Seit der Antike stellen Höhlen Orte der Entrückung dar. Sie bildeten Verbindungspunkte mit dem Spirituellen, glichen Zwischenwelten und luden zu Schutz und religiöser Einkehr ein. Insbesondere im Mittelalter wurden Höhlen zu Orten, wo das Fremde und Unerklärliche lokalisiert und damit gebannt wurde. Als sexualisierte Räume unterlagen sie sozialen Tabus, Geschlechter- und Körperbilder dienten als Emblemata einer belebten Natur der Veranschaulichung und Deskription metamorpher Naturprozesse. Im Barock galten Höhlen nicht länger als Orte der Entrückung, sondern wurden zu Orten des Bizarren. In den Höhlendarstellungen dieser Zeit glichen Hohlräume wahren Fundgruben für Seltsames, Außergewöhnliches oder Erstaunliches, sie wurden Schauplatz bewundernder Rundgänge und fürstlicher Feierlichkeiten. Zu den natürlichen Höhlen traten künstliche Grotten als wesentliches Gestaltungsmittel in der Gartenkunst hinzu.
In der Romantik wurden Höhlenbefahrungen zu äußeren und inneren Reisen zugleich, gaben den Reisenden Anlass zu Inspiration, Introspektion und Selbstbeobachtung. Ausgangspunkt für diese neue Betrachtungsweise von Höhlen war die Ästhetik und Kunst, welche Höhlen als idyllische Szenerien zum Schauplatz antiker Mythen stilisierten. Der „Zauber der Tiefe“ erforderte jedoch auch eine neue Schachttechnik, die eine verstärkte Zusammenarbeit der Teilnehmer verlangte. Allerdings entdeckten die Reisenden auf ihrem Weg in den Untergrund nicht nur die Tiefen der Subjektivität, sondern auch die Bedeutung von Höhlen als Orte der Empirie wieder. Wissenschaftlich wurden Höhlen von Geologen, Paläontologen, Zoologen und Botanikern als transhistorische Räume und Archive der Menschheits- und Erdgeschichte nun ein größeres Interesse entgegengebracht. Mitte des 19. Jahrhunderts begannen Wissenschaftler und Reisende immer tiefer in Höhlen vorzudringen, was eine verstärkte Kooperation zwischen den einzelnen Teilnehmern erforderte.

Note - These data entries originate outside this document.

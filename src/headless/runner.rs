//! Headless task execution
//!
//! Runs wiki maintenance and builder tasks inside a minimal Bevy app: no
//! window, one update, results read back out of the world.

use bevy::app::ScheduleRunnerPlugin;
use bevy::log::LogPlugin;
use bevy::prelude::*;
use serde_json::Value;
use std::path::{Path, PathBuf};

use crate::builder::export::issue_title;
use crate::builder::synergy::{score_builder, score_team, SynergyReport};
use crate::builder::synergy_config::{load_synergy_config, SynergyConfig, SYNERGY_CONFIG_PATH};
use crate::builder::team::{TeamBuilder, TeamMeta};
use crate::builder::tier_list::{TierListBuilder, TierListMeta};
use crate::data::model::Team;
use crate::data::normalize::{normalize_all, unix_now, GitHead, NormalizeMode, NormalizeReport};
use crate::data::Catalog;
use crate::suggest::{self, SuggestOutcome, SuggestionLabel};

use super::config::{BuildMode, HeadlessBuildConfig};

/// A unit of headless work
#[derive(Debug, Clone)]
pub enum HeadlessTask {
    /// Replay a build config and export the snippet
    Build {
        config: HeadlessBuildConfig,
        data_dir: PathBuf,
    },
    /// Score one team, or every team in a teams file
    Score { team_path: PathBuf, data_dir: PathBuf },
    Normalize {
        data_dir: PathBuf,
        files: Vec<String>,
        mode: NormalizeMode,
    },
    /// Process a suggestion issue event
    Suggest {
        event_path: PathBuf,
        data_dir: PathBuf,
        /// Step output file to append `json_file=`/`label=` to
        output_file: Option<PathBuf>,
    },
}

impl HeadlessTask {
    pub fn name(&self) -> &'static str {
        match self {
            HeadlessTask::Build { .. } => "build",
            HeadlessTask::Score { .. } => "score",
            HeadlessTask::Normalize { .. } => "normalize",
            HeadlessTask::Suggest { .. } => "suggest",
        }
    }
}

/// Result of a headless build
#[derive(Debug, Clone)]
pub struct BuildResult {
    pub mode: BuildMode,
    /// Exported JSON snippet
    pub snippet: String,
    pub issue_title: String,
    /// Synergy estimate (team mode only)
    pub synergy: Option<SynergyReport>,
    /// Moves the builder refused, with the reason
    pub rejected: Vec<String>,
    /// Where the snippet was written, if not stdout
    pub output_path: Option<String>,
}

#[derive(Debug, Clone)]
pub enum HeadlessOutcome {
    Built(BuildResult),
    Scored(Vec<(String, SynergyReport)>),
    Normalized(Vec<NormalizeReport>),
    Suggested(SuggestOutcome),
}

/// Resource to track the headless task
#[derive(Resource)]
pub struct HeadlessRunState {
    pub task: Option<HeadlessTask>,
    /// Synergy weights, read only by tasks that score teams
    pub synergy_path: PathBuf,
    pub result: Option<Result<HeadlessOutcome, String>>,
}

/// Plugin for headless task execution
pub struct HeadlessPlugin {
    pub task: HeadlessTask,
    pub synergy_path: PathBuf,
}

impl Plugin for HeadlessPlugin {
    fn build(&self, app: &mut App) {
        app.insert_resource(HeadlessRunState {
            task: Some(self.task.clone()),
            synergy_path: self.synergy_path.clone(),
            result: None,
        })
        .add_systems(Update, headless_execute_task)
        .add_systems(PostUpdate, headless_exit_on_complete);
    }
}

fn headless_execute_task(mut state: ResMut<HeadlessRunState>) {
    let Some(task) = state.task.take() else {
        return;
    };

    info!("Running headless task: {}", task.name());
    let result = execute(task, &state.synergy_path);
    if let Err(e) = &result {
        error!("Headless task failed: {}", e);
    }
    state.result = Some(result);
}

/// Exit the app once the task has produced a result
fn headless_exit_on_complete(state: Res<HeadlessRunState>, mut exit: EventWriter<AppExit>) {
    if state.result.is_some() {
        exit.send(AppExit::Success);
    }
}

fn execute(task: HeadlessTask, synergy_path: &Path) -> Result<HeadlessOutcome, String> {
    match task {
        HeadlessTask::Build { config, data_dir } => {
            let synergy = load_synergy_config(synergy_path)?;
            execute_build(&config, &data_dir, &synergy).map(HeadlessOutcome::Built)
        }
        HeadlessTask::Score { team_path, data_dir } => {
            let synergy = load_synergy_config(synergy_path)?;
            let catalog = Catalog::load(&data_dir)?;
            let teams = load_teams(&team_path)?;
            let reports = teams
                .iter()
                .map(|team| (team.name.clone(), score_team(team, &catalog, &synergy)))
                .collect();
            Ok(HeadlessOutcome::Scored(reports))
        }
        HeadlessTask::Normalize { data_dir, files, mode } => {
            let baseline = GitHead {
                repo_root: repo_root(&data_dir),
            };
            info!("Normalizing {} ({})", data_dir.display(), mode.description());
            normalize_all(&data_dir, &files, unix_now(), mode, &baseline).map(HeadlessOutcome::Normalized)
        }
        HeadlessTask::Suggest {
            event_path,
            data_dir,
            output_file,
        } => {
            let event = suggest::read_event(&event_path)?;
            let outcome = suggest::process_issue(&event.issue, &data_dir)?;
            if let (SuggestOutcome::Applied { label, json_file, .. }, Some(output)) = (&outcome, &output_file) {
                suggest::write_outputs(output, &[("json_file", json_file.as_str()), ("label", label.name())])?;
            }
            Ok(HeadlessOutcome::Suggested(outcome))
        }
    }
}

/// `data/` lives at the repository root
fn repo_root(data_dir: &Path) -> PathBuf {
    match data_dir.parent() {
        Some(parent) if !parent.as_os_str().is_empty() => parent.to_path_buf(),
        _ => PathBuf::from("."),
    }
}

/// A single team object or an array of teams
fn load_teams(path: &Path) -> Result<Vec<Team>, String> {
    let contents = std::fs::read_to_string(path)
        .map_err(|e| format!("Failed to read {}: {}", path.display(), e))?;
    let value: Value = serde_json::from_str(&contents)
        .map_err(|e| format!("Failed to parse {}: {}", path.display(), e))?;

    let teams = if value.is_array() {
        serde_json::from_value::<Vec<Team>>(value)
    } else {
        serde_json::from_value::<Team>(value).map(|team| vec![team])
    };
    teams.map_err(|e| format!("Invalid team in {}: {}", path.display(), e))
}

/// Replay a build config against a fresh builder
pub fn execute_build(
    config: &HeadlessBuildConfig,
    data_dir: &Path,
    synergy: &SynergyConfig,
) -> Result<BuildResult, String> {
    config.validate()?;
    let catalog = Catalog::load(data_dir)?;
    let roster = config.roster.clone().unwrap_or_else(|| catalog.character_names());
    let mut rejected = Vec::new();

    let (snippet, label, synergy_report) = match config.mode {
        BuildMode::Team => {
            let mut builder = TeamBuilder::new(roster);
            if let Some(max) = config.bench_capacity {
                builder = builder.with_bench_capacity(max).map_err(|e| e.to_string())?;
            }
            builder.meta = TeamMeta {
                name: config.name.clone(),
                author: config.author.clone(),
                content_type: config.content_type.clone(),
                description: config.description.clone(),
                faction: config.parse_faction()?,
                wyrmspells: config.wyrmspells.clone(),
            };

            for step in &config.moves {
                let zone = HeadlessBuildConfig::parse_zone(&step.to)?;
                if let Err(e) = builder.assign(&step.entity, zone) {
                    warn!("Rejected {} -> {}: {}", step.entity, step.to, e);
                    rejected.push(format!("{} -> {}: {}", step.entity, step.to, e));
                }
            }
            for request in &config.overdrive {
                if let Err(e) = builder.set_overdrive_order(&request.entity, request.order) {
                    warn!("Rejected overdrive {} for {}: {}", request.order, request.entity, e);
                    rejected.push(format!("overdrive {}: {}", request.entity, e));
                }
            }

            let report = score_builder(&builder, &catalog, synergy);
            (builder.export()?, SuggestionLabel::Team, Some(report))
        }
        BuildMode::TierList => {
            let mut builder = TierListBuilder::new(roster);
            builder.meta = TierListMeta {
                name: config.name.clone(),
                author: config.author.clone(),
                content_type: config.content_type.clone(),
                description: config.description.clone(),
            };

            for step in &config.moves {
                let zone = HeadlessBuildConfig::parse_zone(&step.to)?;
                if let Err(e) = builder.assign_at(&step.entity, zone, step.index) {
                    warn!("Rejected {} -> {}: {}", step.entity, step.to, e);
                    rejected.push(format!("{} -> {}: {}", step.entity, step.to, e));
                }
            }

            (builder.export()?, SuggestionLabel::TierList, None)
        }
    };

    if let Some(path) = &config.output_path {
        let mut contents = snippet.clone();
        contents.push('\n');
        std::fs::write(path, contents).map_err(|e| format!("Failed to write {}: {}", path, e))?;
        info!("Snippet saved to {}", path);
    }

    Ok(BuildResult {
        mode: config.mode,
        snippet,
        issue_title: issue_title(label, &config.name),
        synergy: synergy_report,
        rejected,
        output_path: config.output_path.clone(),
    })
}

/// Run a task in a windowless app. `with_logging` installs the log plugin,
/// which can only happen once per process.
pub fn run_headless(task: HeadlessTask, with_logging: bool) -> Result<HeadlessOutcome, String> {
    run_headless_with(task, with_logging, Path::new(SYNERGY_CONFIG_PATH))
}

/// Like [`run_headless`], reading synergy weights from `synergy_path`.
/// A broken weights file fails `build` and `score` only.
pub fn run_headless_with(
    task: HeadlessTask,
    with_logging: bool,
    synergy_path: &Path,
) -> Result<HeadlessOutcome, String> {
    let mut app = App::new();
    app.add_plugins(MinimalPlugins.set(ScheduleRunnerPlugin::run_once()));
    if with_logging {
        app.add_plugins(LogPlugin::default());
    }
    app.add_plugins(HeadlessPlugin {
        task,
        synergy_path: synergy_path.to_path_buf(),
    });

    app.finish();
    app.cleanup();
    app.update();

    app.world_mut()
        .remove_resource::<HeadlessRunState>()
        .and_then(|state| state.result)
        .unwrap_or_else(|| Err("Headless task produced no result".to_string()))
}

/// Print a task's outcome for the terminal
pub fn print_outcome(outcome: &HeadlessOutcome) {
    match outcome {
        HeadlessOutcome::Built(result) => {
            println!("{}", result.issue_title);
            match &result.output_path {
                Some(path) => println!("Snippet saved to: {}", path),
                None => println!("{}", result.snippet),
            }
            for rejection in &result.rejected {
                println!("  rejected: {}", rejection);
            }
            if let Some(report) = &result.synergy {
                print_report(report);
            }
        }
        HeadlessOutcome::Scored(reports) => {
            for (name, report) in reports {
                println!("{}", name);
                print_report(report);
            }
        }
        HeadlessOutcome::Normalized(reports) => {
            for report in reports {
                if report.exists {
                    println!("  {}: {}", report.filename, report.summary());
                } else {
                    println!("  SKIP {}: file not found", report.filename);
                }
            }
        }
        HeadlessOutcome::Suggested(SuggestOutcome::Skipped) => {
            println!("No suggestion prefix found in title. Skipping.");
        }
        HeadlessOutcome::Suggested(SuggestOutcome::Applied {
            label,
            json_file,
            total_entries,
        }) => {
            println!("Updated {} (+1 {} entry, total {})", json_file, label, total_entries);
        }
    }
}

fn print_report(report: &SynergyReport) {
    println!("  Synergy: {}/100", report.score);
    for signal in &report.signals {
        println!(
            "    {:<22} {:>5.1}/{:<4} {}",
            signal.kind.name(),
            signal.points,
            signal.weight,
            signal.detail
        );
    }
    for rec in &report.recommendations {
        println!("  - {}", rec);
    }
}
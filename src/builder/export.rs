//! Submission snippets
//!
//! Builders export to the same JSON shape the data files use, and the
//! snippet is wrapped in an issue body the suggestion intake can parse.

use serde::Serialize;

use super::team::TeamBuilder;
use super::tier_list::TierListBuilder;
use crate::suggest::SuggestionLabel;

impl TeamBuilder {
    /// Pretty JSON for the current team, members in slot order
    pub fn export(&self) -> Result<String, String> {
        to_snippet(&self.to_team())
    }
}

impl TierListBuilder {
    /// Pretty JSON for the ranked entries
    pub fn export(&self) -> Result<String, String> {
        to_snippet(&self.to_tier_list())
    }
}

fn to_snippet<T: Serialize>(value: &T) -> Result<String, String> {
    serde_json::to_string_pretty(value).map_err(|e| format!("Failed to serialize snippet: {}", e))
}

/// Issue title for a submission, e.g. `[Team] Burst Mages`
pub fn issue_title(label: SuggestionLabel, name: &str) -> String {
    let name = name.trim();
    if name.is_empty() {
        label.prefix().to_string()
    } else {
        format!("{} {}", label.prefix(), name)
    }
}

/// Issue body wrapping `json` in a fenced block
pub fn to_issue_body(label: SuggestionLabel, json: &str) -> String {
    format!(
        "{} submission\n\n```json\n{}\n```\n",
        label.prefix(),
        json.trim_end()
    )
}

#[cfg(test)]
mod tests {
    use super::*;

    #[test]
    fn test_issue_title_uses_prefix() {
        assert_eq!(issue_title(SuggestionLabel::Team, "Burst Mages"), "[Team] Burst Mages");
        assert_eq!(issue_title(SuggestionLabel::TierList, "  "), "[Tier List]");
    }

    #[test]
    fn test_issue_body_is_fenced() {
        let body = to_issue_body(SuggestionLabel::Team, "{\"name\": \"x\"}\n");
        assert!(body.starts_with("[Team] submission"));
        assert!(body.contains("```json\n{\"name\": \"x\"}\n```"));
    }

    #[test]
    fn test_empty_team_exports() {
        let builder = TeamBuilder::new(["Elysia"]);
        let json = builder.export().unwrap();
        let value: serde_json::Value = serde_json::from_str(&json).unwrap();
        assert_eq!(value["members"], serde_json::json!([]));
        assert_eq!(value["faction"], "");
        assert!(value.get("last_updated").is_none());
    }
}
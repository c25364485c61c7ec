//! Facade-level tests driving the VFS through its trait surface, covering
//! the open protocol, the binary layout rules, the shared-memory lock table
//! and the snapshot primitives.

use memlite::MemVfs;
use sqlite_vfs::error::{errno, Error};
use sqlite_vfs::{DatabaseHandle, OpenAccess, OpenKind, OpenOptions, ShmLockMode, Vfs};

fn opts(kind: OpenKind, access: OpenAccess) -> OpenOptions {
    OpenOptions {
        kind,
        access,
        delete_on_close: false,
    }
}

fn create_db() -> OpenOptions {
    opts(OpenKind::MainDb, OpenAccess::Create)
}

/// A 100-byte database header with the given page size.
fn db_header(page_size: u16) -> Vec<u8> {
    let mut header = vec![0; 100];
    header[16..18].copy_from_slice(&page_size.to_be_bytes());
    header
}

/// A full first page (header included) with the given page size.
fn db_page(page_size: usize, fill: u8) -> Vec<u8> {
    let mut page = vec![fill; page_size];
    page[16..18].copy_from_slice(&(page_size as u16).to_be_bytes());
    page
}

/// A 32-byte WAL header with the given page size.
fn wal_header(page_size: u32) -> Vec<u8> {
    let mut header = vec![0; 32];
    header[8..12].copy_from_slice(&page_size.to_be_bytes());
    header
}

#[test]
fn exclusive_open_collision() {
    let vfs = MemVfs::new();
    vfs.open("test.db", create_db()).unwrap();

    let err = vfs
        .open("test.db", opts(OpenKind::MainDb, OpenAccess::CreateNew))
        .unwrap_err();
    assert!(matches!(err, Error::AlreadyExists { .. }));
    assert_eq!(err.os_errno(), Some(errno::EEXIST));
    assert_eq!(err.primary_code(), Some(rusqlite::ffi::SQLITE_CANTOPEN));
}

#[test]
fn reopen_does_not_need_create() {
    let vfs = MemVfs::new();
    let file = vfs.open("test.db", create_db()).unwrap();
    drop(file);

    vfs.open("test.db", opts(OpenKind::MainDb, OpenAccess::Write))
        .unwrap();
}

#[test]
fn open_missing_without_create() {
    let vfs = MemVfs::new();
    let err = vfs
        .open("test.db", opts(OpenKind::MainDb, OpenAccess::Read))
        .unwrap_err();
    assert!(matches!(err, Error::NotFound { .. }));
    assert_eq!(err.os_errno(), Some(errno::ENOENT));
}

#[test]
fn file_limit() {
    let vfs = MemVfs::new();
    let mut files = Vec::new();
    for i in 0..64 {
        files.push(vfs.open(&format!("test-{i}.db"), create_db()).unwrap());
    }

    let err = vfs.open("test-64.db", create_db()).unwrap_err();
    assert!(matches!(err, Error::TooManyFiles));
    assert_eq!(err.os_errno(), Some(errno::ENFILE));
}

#[test]
fn wal_before_db_is_corrupt() {
    let vfs = MemVfs::new();
    let err = vfs
        .open("test.db-wal", opts(OpenKind::Wal, OpenAccess::Create))
        .unwrap_err();
    assert!(matches!(err, Error::WalWithoutDb { .. }));
    assert_eq!(err.primary_code(), Some(rusqlite::ffi::SQLITE_CORRUPT));
}

#[test]
fn page_size_derivation() {
    let vfs = MemVfs::new();
    let mut file = vfs.open("test.db", create_db()).unwrap();

    file.write_all_at(&db_header(512), 0).unwrap();
    assert_eq!(file.size().unwrap(), 0);

    file.write_all_at(&db_page(512, 0), 0).unwrap();
    assert_eq!(file.size().unwrap(), 512);
}

#[test]
fn read_never_written_is_short_and_zeroed() {
    let vfs = MemVfs::new();
    let mut file = vfs.open("test.db", create_db()).unwrap();

    let mut buf = [123u8; 1];
    let err = file.read_exact_at(&mut buf, 0).unwrap_err();
    assert!(matches!(err, Error::ShortRead));
    assert_eq!(buf[0], 0);
}

#[test]
fn write_and_read_pages() {
    let vfs = MemVfs::new();
    let mut file = vfs.open("test.db", create_db()).unwrap();

    file.write_all_at(&db_header(512), 0).unwrap();

    let mut page_1 = db_page(512, 0);
    page_1[101] = 1;
    page_1[256] = 2;
    page_1[511] = 3;
    file.write_all_at(&page_1, 0).unwrap();

    let mut page_2 = vec![0u8; 512];
    page_2[0] = 4;
    page_2[256] = 5;
    page_2[511] = 6;
    file.write_all_at(&page_2, 512).unwrap();

    let mut buf = vec![0u8; 512];
    file.read_exact_at(&mut buf, 0).unwrap();
    assert_eq!(buf, page_1);
    file.read_exact_at(&mut buf, 512).unwrap();
    assert_eq!(buf, page_2);
}

#[test]
fn out_of_order_page_writes_fail() {
    let vfs = MemVfs::new();
    let mut file = vfs.open("test.db", create_db()).unwrap();

    // Second page before the first.
    assert!(matches!(
        file.write_all_at(&db_page(512, 0), 512),
        Err(Error::WriteOutOfOrder { .. })
    ));

    file.write_all_at(&db_page(512, 0), 0).unwrap();

    // Third page before the second.
    assert!(matches!(
        file.write_all_at(&db_page(512, 0), 1024),
        Err(Error::WriteOutOfOrder { .. })
    ));
}

#[test]
fn wal_frame_layout() {
    let vfs = MemVfs::new();
    let mut db = vfs.open("test.db", create_db()).unwrap();
    db.write_all_at(&db_header(512), 0).unwrap();

    let mut wal = vfs
        .open("test.db-wal", opts(OpenKind::Wal, OpenAccess::Create))
        .unwrap();
    assert_eq!(wal.size().unwrap(), 0);

    wal.write_all_at(&wal_header(512), 0).unwrap();
    wal.write_all_at(&[1; 24], 32).unwrap();
    let payload_1 = vec![2u8; 512];
    wal.write_all_at(&payload_1, 32 + 24).unwrap();
    wal.write_all_at(&[3; 24], 568).unwrap();
    let payload_2 = vec![4u8; 512];
    wal.write_all_at(&payload_2, 592).unwrap();

    assert_eq!(wal.size().unwrap(), 1104);

    let mut buf = vec![0u8; 512];
    wal.read_exact_at(&mut buf, 32 + 24).unwrap();
    assert_eq!(buf, payload_1);

    let mut buf = [0u8; 24];
    wal.read_exact_at(&mut buf, 568).unwrap();
    assert_eq!(buf, [3; 24]);
}

#[test]
fn truncate_alignment() {
    let vfs = MemVfs::new();
    let mut file = vfs.open("test.db", create_db()).unwrap();

    // Truncating an empty file is a no-op, growing it is not possible.
    file.set_len(0).unwrap();
    assert!(matches!(
        file.set_len(512),
        Err(Error::TruncateInvalid { .. })
    ));

    file.write_all_at(&db_page(512, 0), 0).unwrap();
    file.write_all_at(&vec![0u8; 512], 512).unwrap();
    assert_eq!(file.size().unwrap(), 1024);

    file.set_len(512).unwrap();
    assert_eq!(file.size().unwrap(), 512);

    assert!(matches!(
        file.set_len(400),
        Err(Error::TruncateInvalid { .. })
    ));

    file.set_len(0).unwrap();
    assert_eq!(file.size().unwrap(), 0);
}

#[test]
fn wal_truncates_only_to_zero() {
    let vfs = MemVfs::new();
    let mut db = vfs.open("test.db", create_db()).unwrap();
    db.write_all_at(&db_header(512), 0).unwrap();

    let mut wal = vfs
        .open("test.db-wal", opts(OpenKind::Wal, OpenAccess::Create))
        .unwrap();
    wal.write_all_at(&wal_header(512), 0).unwrap();
    wal.write_all_at(&[1; 24], 32).unwrap();
    wal.write_all_at(&vec![2u8; 512], 56).unwrap();

    assert!(matches!(
        wal.set_len(32),
        Err(Error::TruncateInvalid { .. })
    ));
    wal.set_len(0).unwrap();
    assert_eq!(wal.size().unwrap(), 0);
}

#[test]
fn journal_files_are_byte_granular() {
    let vfs = MemVfs::new();
    let mut journal = vfs
        .open(
            "test.db-journal",
            opts(OpenKind::MainJournal, OpenAccess::Create),
        )
        .unwrap();

    journal.write_all_at(b"hello", 3).unwrap();
    assert_eq!(journal.size().unwrap(), 8);

    let mut buf = [0u8; 8];
    journal.read_exact_at(&mut buf, 0).unwrap();
    assert_eq!(&buf, b"\0\0\0hello");

    // Journals truncate to any size.
    journal.set_len(5).unwrap();
    assert_eq!(journal.size().unwrap(), 5);
    journal.set_len(0).unwrap();
}

#[test]
fn temp_files_round_trip() {
    let vfs = MemVfs::new();
    let name = vfs.temporary_name();
    let mut file = vfs
        .open(
            &name,
            OpenOptions {
                kind: OpenKind::TempJournal,
                access: OpenAccess::Create,
                delete_on_close: true,
            },
        )
        .unwrap();

    file.write_all_at(b"hello", 0).unwrap();
    let mut buf = [0u8; 5];
    file.read_exact_at(&mut buf, 0).unwrap();
    assert_eq!(&buf, b"hello");

    drop(file);
    // Deleted on close.
    assert!(!vfs.exists(&name).unwrap());
}

#[test]
fn delete_rules() {
    let vfs = MemVfs::new();

    let err = vfs.delete("test.db").unwrap_err();
    assert!(matches!(err, Error::DeleteNotFound { .. }));
    assert_eq!(err.os_errno(), Some(errno::ENOENT));

    let file = vfs.open("test.db", create_db()).unwrap();
    let err = vfs.delete("test.db").unwrap_err();
    assert!(matches!(err, Error::DeleteBusy { .. }));
    assert_eq!(err.os_errno(), Some(errno::EBUSY));

    drop(file);
    vfs.delete("test.db").unwrap();

    // Reopening without CREATE now fails again.
    assert!(matches!(
        vfs.open("test.db", opts(OpenKind::MainDb, OpenAccess::Write)),
        Err(Error::NotFound { .. })
    ));
}

#[test]
fn access_reports_existence() {
    let vfs = MemVfs::new();
    assert!(!vfs.exists("test.db").unwrap());

    let file = vfs.open("test.db", create_db()).unwrap();
    assert!(vfs.exists("test.db").unwrap());
    drop(file);

    // Closing alone does not delete.
    assert!(vfs.exists("test.db").unwrap());
}

#[test]
fn full_pathname_is_identity() {
    let vfs = MemVfs::new();
    assert_eq!(vfs.full_pathname("test.db").unwrap(), "test.db");
}

#[test]
fn shm_lock_conflicts() {
    let vfs = MemVfs::new();
    let mut a = vfs.open("test.db", create_db()).unwrap();
    let mut b = vfs
        .open("test.db", opts(OpenKind::MainDb, OpenAccess::Write))
        .unwrap();

    a.shm_map(0, 32768, true).unwrap().unwrap();
    b.shm_map(0, 32768, true).unwrap().unwrap();

    // Exclusive [2..5) blocks a shared acquisition of slot 3.
    assert!(a.shm_lock(2..5, ShmLockMode::Exclusive).unwrap());
    assert!(!b.shm_lock(3..4, ShmLockMode::Shared).unwrap());

    a.shm_unlock(2..5, ShmLockMode::Exclusive).unwrap();
    assert!(b.shm_lock(3..4, ShmLockMode::Shared).unwrap());

    // And a shared holder now blocks the exclusive range.
    assert!(!a.shm_lock(2..5, ShmLockMode::Exclusive).unwrap());
}

#[test]
fn shm_unlock_without_lock_is_ok() {
    let vfs = MemVfs::new();
    let mut file = vfs.open("test.db", create_db()).unwrap();
    file.shm_map(0, 32768, true).unwrap().unwrap();

    file.shm_unlock(3..4, ShmLockMode::Shared).unwrap();
    file.shm_unlock(2..3, ShmLockMode::Shared).unwrap();
    file.shm_unmap(true).unwrap();
}

#[test]
fn shm_regions_are_shared_between_handles() {
    let vfs = MemVfs::new();
    let mut a = vfs.open("test.db", create_db()).unwrap();
    let mut b = vfs
        .open("test.db", opts(OpenKind::MainDb, OpenAccess::Write))
        .unwrap();

    let region_a = a.shm_map(0, 32768, true).unwrap().unwrap();
    let region_b = b.shm_map(0, 32768, true).unwrap().unwrap();
    assert_eq!(region_a, region_b);

    unsafe {
        *region_a.as_ptr() = 42;
        assert_eq!(*region_b.as_ptr(), 42);
    }

    // Without the extend flag, a missing region is reported as absent.
    assert!(a.shm_map(5, 32768, false).unwrap().is_none());
}

#[test]
fn shm_locks_released_on_close() {
    let vfs = MemVfs::new();
    let mut a = vfs.open("test.db", create_db()).unwrap();
    let mut b = vfs
        .open("test.db", opts(OpenKind::MainDb, OpenAccess::Write))
        .unwrap();

    a.shm_map(0, 32768, true).unwrap().unwrap();
    b.shm_map(0, 32768, true).unwrap().unwrap();
    assert!(a.shm_lock(0..8, ShmLockMode::Exclusive).unwrap());
    drop(a);

    assert!(b.shm_lock(0..8, ShmLockMode::Shared).unwrap());
}

#[test]
fn snapshot_round_trip() {
    let vfs = MemVfs::new();
    let mut db = vfs.open("test.db", create_db()).unwrap();
    db.write_all_at(&db_page(512, 1), 0).unwrap();
    db.write_all_at(&vec![2u8; 512], 512).unwrap();

    let mut wal = vfs
        .open("test.db-wal", opts(OpenKind::Wal, OpenAccess::Create))
        .unwrap();
    wal.write_all_at(&wal_header(512), 0).unwrap();
    wal.write_all_at(&[1; 24], 32).unwrap();
    wal.write_all_at(&vec![3u8; 512], 56).unwrap();

    let db_bytes = vfs.file_read("test.db").unwrap();
    assert_eq!(db_bytes.len(), 1024);
    let wal_bytes = vfs.file_read("test.db-wal").unwrap();
    assert_eq!(wal_bytes.len(), 568);

    // Restoring a snapshot over itself is a no-op.
    vfs.file_write("test.db", &db_bytes).unwrap();
    vfs.file_write("test.db-wal", &wal_bytes).unwrap();
    assert_eq!(vfs.file_read("test.db").unwrap(), db_bytes);
    assert_eq!(vfs.file_read("test.db-wal").unwrap(), wal_bytes);

    // And restoring into a fresh pair of files reproduces them exactly.
    vfs.file_write("copy.db", &db_bytes).unwrap();
    vfs.file_write("copy.db-wal", &wal_bytes).unwrap();
    assert_eq!(vfs.file_read("copy.db").unwrap(), db_bytes);
    assert_eq!(vfs.file_read("copy.db-wal").unwrap(), wal_bytes);
}

#[test]
fn snapshot_of_empty_file_is_empty() {
    let vfs = MemVfs::new();
    let _file = vfs.open("test.db", create_db()).unwrap();
    assert_eq!(vfs.file_read("test.db").unwrap(), Vec::<u8>::new());
}

#[test]
fn snapshot_of_missing_file_is_cant_open() {
    let vfs = MemVfs::new();
    let err = vfs.file_read("test.db").unwrap_err();
    assert_eq!(err.primary_code(), Some(rusqlite::ffi::SQLITE_CANTOPEN));
}

#[test]
fn restore_rejects_partial_pages() {
    let vfs = MemVfs::new();
    let mut data = db_page(512, 1);
    data.extend_from_slice(&[0; 100]);
    assert!(vfs.file_write("test.db", &data).is_err());
}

Gegen Ende des 19. Jahrhunderts erfolgte die Institutionalisierung der Speläologie in privaten Vereinen und öffentlichen Forschungseinrichtungen. Konkreter Anwendungsbereich der Höhlenkunde wurden karsthydrologische Problemstellungen im Wasserbau und der Trinkwasserversorgung. Die Karstgebiete von Krain, Triest, Mähren und die Nördlichen Kalkalpen wurden zu den bevorzugten Reisezielen der speläologisch interessierten Städter. Die mit einer zunehmenden Arbeitsteilung in der speläologischen Praxis einhergehende verstärkte Disziplinierung und Schulung der Reiseteilnehmer führte zur Ausbildung fester Forschungsgruppen, die durch eine klare soziale Hierarchie gekennzeichnet waren. Die Reisenden nahmen sich jedoch nicht mehr als passive Besucher wahr, sondern begannen sich als Höhlenforscher und Eroberer zu fühlen. Aus diesem Grund wurden unterprivilegierte Gruppen vom Recht ausgeschlossen, eine Höhle als Erster gesehen zu haben. Die speläologische Praxis der Vermessung und Benennung unbekannter Höhlen wurde maßgebliches Legitimationsmittel für den wissenschaftlichen Geltungsanspruch der Höhlenforschung und bildete die Grundlage für die rituelle Inbesitznahme und Eroberung subterraner Räume zur Zeit des Imperialismus.
Abstract
(Englisch)
This study examines the human activity in caves from ancient world to the beginning of the 1920ties and is contextualized within the field of Cultural Studies, History of Science and Speleology. The main research focuses on the territories of the Austrian-Hungarian Monarchy, but also considers other parts of Europe. Based on the method of historical discourse analysis, the thesis discusses the modification in the perception of the underground and the practice of their explorers and visitors. The main focus doesn‘t lie only on the scientific research of caves, but also includes the utilization of the underground by locals as well as sightseeing-tours. Furthermore, the investigation and opening of show caves undertaken by travellers and scientific laymen are discussed. Aspects of different branches like cultural, social, economic, art, club, macro- and microhistory are linked and combined to the research question, how speleology was formed as a scientific field during the 18th and 19th century. Expedition and travel reports, cave plans, paintings, photos, club correspondences are used as research sources.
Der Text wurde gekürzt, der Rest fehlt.